Author photo of Kent BelowKent Below is a Software Engineer in the Business Process Management Bring-up Lab in Rochester, Minnesota. Kent has over 10 years of experience with BPM, automation, and integration. He works with BPM development teams to deliver products that allow customers to continuously improve their business processes. He is currently working to integrate multiple IBM products to support common business patterns.



14 September 2011

Also available in Portuguese

About this tutorial

This tutorial shows you how to create a simple top-down process in IBM Business Process Manager (BPM) Advanced V7.5. In a typical top-down process scenario, a Business Process Model and Notation (BPMN) business process created in IBM Process Designer (hereafter called Process Designer) invokes a Service Component Architecture (SCA) based service that is created in IBM Integration Designer (hereafter called Integration Designer).

This tutorial is the first of a 4-part tutorial series that describes orchestration scenarios in IBM BPM Advanced V7.5. The four scenarios are:

  • Top-down
  • Bottom-up
  • Straight through processing
  • Straight through processing with exception

Objectives

In this tutorial, you will learn how to:

  • Create a business process using Process Designer.
  • Create a service using Integration Designer.
  • Run the business process to invoke that service.

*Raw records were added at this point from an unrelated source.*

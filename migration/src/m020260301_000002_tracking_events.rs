//! 追踪事件表迁移
//!
//! tracking_events 是 append-only 的事件日志，自增主键同时充当
//! 聚合消费游标的偏移量。三个 UNIQUE 索引分别保证：
//! - click_token: 已发放令牌全局唯一
//! - converted_token: 同一令牌的转化最多记录一次
//! - dedup_key: 点击/扫码重放幂等

use sea_orm_migration::prelude::*;

#[derive(DeriveMigrationName)]
pub struct Migration;

#[async_trait::async_trait]
impl MigrationTrait for Migration {
    async fn up(&self, manager: &SchemaManager) -> Result<(), DbErr> {
        manager
            .create_table(
                Table::create()
                    .table(TrackingEvent::Table)
                    .if_not_exists()
                    .col(
                        ColumnDef::new(TrackingEvent::Id)
                            .big_integer()
                            .not_null()
                            .auto_increment()
                            .primary_key(),
                    )
                    .col(
                        ColumnDef::new(TrackingEvent::Kind)
                            .string_len(16)
                            .not_null(),
                    )
                    .col(
                        ColumnDef::new(TrackingEvent::SubjectKind)
                            .string_len(16)
                            .not_null(),
                    )
                    .col(
                        ColumnDef::new(TrackingEvent::SubjectId)
                            .string_len(36)
                            .not_null(),
                    )
                    .col(
                        ColumnDef::new(TrackingEvent::OccurredAt)
                            .timestamp_with_time_zone()
                            .not_null(),
                    )
                    .col(ColumnDef::new(TrackingEvent::Referrer).text().null())
                    .col(
                        ColumnDef::new(TrackingEvent::DeviceType)
                            .string_len(32)
                            .null(),
                    )
                    .col(
                        ColumnDef::new(TrackingEvent::Platform)
                            .string_len(32)
                            .null(),
                    )
                    .col(ColumnDef::new(TrackingEvent::Country).string_len(64).null())
                    .col(ColumnDef::new(TrackingEvent::City).string_len(64).null())
                    .col(
                        ColumnDef::new(TrackingEvent::SessionId)
                            .string_len(64)
                            .null(),
                    )
                    .col(
                        ColumnDef::new(TrackingEvent::ClickToken)
                            .string_len(36)
                            .null(),
                    )
                    .col(
                        ColumnDef::new(TrackingEvent::ConvertedToken)
                            .string_len(36)
                            .null(),
                    )
                    .col(
                        ColumnDef::new(TrackingEvent::DedupKey)
                            .string_len(128)
                            .null(),
                    )
                    .to_owned(),
            )
            .await?;

        manager
            .create_index(
                Index::create()
                    .if_not_exists()
                    .name("idx_event_click_token")
                    .table(TrackingEvent::Table)
                    .col(TrackingEvent::ClickToken)
                    .unique()
                    .to_owned(),
            )
            .await?;

        manager
            .create_index(
                Index::create()
                    .if_not_exists()
                    .name("idx_event_converted_token")
                    .table(TrackingEvent::Table)
                    .col(TrackingEvent::ConvertedToken)
                    .unique()
                    .to_owned(),
            )
            .await?;

        manager
            .create_index(
                Index::create()
                    .if_not_exists()
                    .name("idx_event_dedup_key")
                    .table(TrackingEvent::Table)
                    .col(TrackingEvent::DedupKey)
                    .unique()
                    .to_owned(),
            )
            .await?;

        // 主体 + 时间范围查询索引
        manager
            .create_index(
                Index::create()
                    .if_not_exists()
                    .name("idx_event_subject_time")
                    .table(TrackingEvent::Table)
                    .col(TrackingEvent::SubjectKind)
                    .col(TrackingEvent::SubjectId)
                    .col(TrackingEvent::OccurredAt)
                    .to_owned(),
            )
            .await?;

        Ok(())
    }

    async fn down(&self, manager: &SchemaManager) -> Result<(), DbErr> {
        manager
            .drop_table(Table::drop().table(TrackingEvent::Table).to_owned())
            .await
    }
}

#[derive(DeriveIden)]
enum TrackingEvent {
    #[sea_orm(iden = "tracking_events")]
    Table,
    Id,
    Kind,
    SubjectKind,
    SubjectId,
    OccurredAt,
    Referrer,
    DeviceType,
    Platform,
    Country,
    City,
    SessionId,
    ClickToken,
    ConvertedToken,
    DedupKey,
}
//! 健康检查端点

use actix_web::{HttpResponse, web};
use chrono::{DateTime, Utc};
use serde::Serialize;

use super::helpers::success_response;

/// 程序启动时间（App Data）
#[derive(Clone, Debug)]
pub struct AppStartTime {
    pub start_datetime: DateTime<Utc>,
}

#[derive(Serialize)]
struct HealthStatus {
    status: &'static str,
    uptime_seconds: i64,
}

pub async fn healthz(start: web::Data<AppStartTime>) -> HttpResponse {
    success_response(HealthStatus {
        status: "ok",
        uptime_seconds: (Utc::now() - start.start_datetime).num_seconds(),
    })
}
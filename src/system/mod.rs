//! 平台与进程级支撑

pub mod logging;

This tutorial has three parts:

  • In Part 1, you work with Process Designer to create a process application containing a Business Process Definition (BPD).
  • In Part 2, you work with Integration Designer to implement an Advanced Integration Service in the Process Application.
  • In Part 3, you use Process Designer to run the Business Process Definition, which in turn invokes the Advanced Integration Service.

Prerequisites

You need to be familiar with business processes.

System requirements

  • IBM BPM Advanced V7.5 Process Center
  • IBM Process Designer V7.5 (capable of communicating with Process Center)
  • IBM Integration Designer V7.5 (capable of communicating with Process Center)

Duration

This tutorial takes about 2 hours to complete.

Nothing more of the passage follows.